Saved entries
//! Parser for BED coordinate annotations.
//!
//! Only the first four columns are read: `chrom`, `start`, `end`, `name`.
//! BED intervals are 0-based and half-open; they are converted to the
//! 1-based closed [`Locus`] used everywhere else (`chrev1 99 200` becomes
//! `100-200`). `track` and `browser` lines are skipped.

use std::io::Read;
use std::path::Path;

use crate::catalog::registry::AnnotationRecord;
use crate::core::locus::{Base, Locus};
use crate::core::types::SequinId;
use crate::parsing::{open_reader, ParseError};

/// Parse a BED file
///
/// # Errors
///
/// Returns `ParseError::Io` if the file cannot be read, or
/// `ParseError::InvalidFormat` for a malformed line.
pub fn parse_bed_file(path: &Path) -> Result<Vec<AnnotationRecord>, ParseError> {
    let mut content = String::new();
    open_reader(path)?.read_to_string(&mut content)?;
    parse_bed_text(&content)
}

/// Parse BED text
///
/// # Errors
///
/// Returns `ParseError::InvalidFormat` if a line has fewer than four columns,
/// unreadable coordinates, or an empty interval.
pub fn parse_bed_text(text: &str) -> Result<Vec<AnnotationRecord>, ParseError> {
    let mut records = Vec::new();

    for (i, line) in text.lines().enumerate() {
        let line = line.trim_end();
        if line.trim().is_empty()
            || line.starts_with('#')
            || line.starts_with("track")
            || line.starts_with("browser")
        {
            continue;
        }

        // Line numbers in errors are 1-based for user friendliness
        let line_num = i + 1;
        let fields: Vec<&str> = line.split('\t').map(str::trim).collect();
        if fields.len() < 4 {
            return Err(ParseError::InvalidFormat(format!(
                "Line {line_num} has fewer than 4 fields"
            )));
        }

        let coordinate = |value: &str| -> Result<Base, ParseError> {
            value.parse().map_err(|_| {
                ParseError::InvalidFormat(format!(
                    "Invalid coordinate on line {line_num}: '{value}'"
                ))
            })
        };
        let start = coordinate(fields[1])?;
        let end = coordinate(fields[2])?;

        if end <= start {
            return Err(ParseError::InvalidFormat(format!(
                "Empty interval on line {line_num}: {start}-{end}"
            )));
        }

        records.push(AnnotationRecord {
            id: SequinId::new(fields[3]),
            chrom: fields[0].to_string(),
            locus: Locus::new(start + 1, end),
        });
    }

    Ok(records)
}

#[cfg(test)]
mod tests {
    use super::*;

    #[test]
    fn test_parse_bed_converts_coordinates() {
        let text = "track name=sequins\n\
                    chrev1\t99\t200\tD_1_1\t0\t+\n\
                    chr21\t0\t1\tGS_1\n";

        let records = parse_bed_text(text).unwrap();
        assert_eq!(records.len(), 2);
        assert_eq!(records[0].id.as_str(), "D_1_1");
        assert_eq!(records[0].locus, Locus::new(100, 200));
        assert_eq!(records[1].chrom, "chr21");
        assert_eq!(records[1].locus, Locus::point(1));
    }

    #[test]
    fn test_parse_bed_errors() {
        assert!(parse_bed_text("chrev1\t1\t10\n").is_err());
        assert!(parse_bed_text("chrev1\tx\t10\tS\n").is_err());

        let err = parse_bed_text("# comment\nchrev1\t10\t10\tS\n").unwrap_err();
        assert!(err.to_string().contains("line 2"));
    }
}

What you have to do
Please give back the records exactly as written, beginning at the first line and including the line that holds "use std::path::Path;" as the last.

Exercise answer
//! Parser for BED coordinate annotations.
//!
//! Only the first four columns are read: `chrom`, `start`, `end`, `name`.
//! BED intervals are 0-based and half-open; they are converted to the
//! 1-based closed [`Locus`] used everywhere else (`chrev1 99 200` becomes
//! `100-200`). `track` and `browser` lines are skipped.

use std::io::Read;
use std::path::Path;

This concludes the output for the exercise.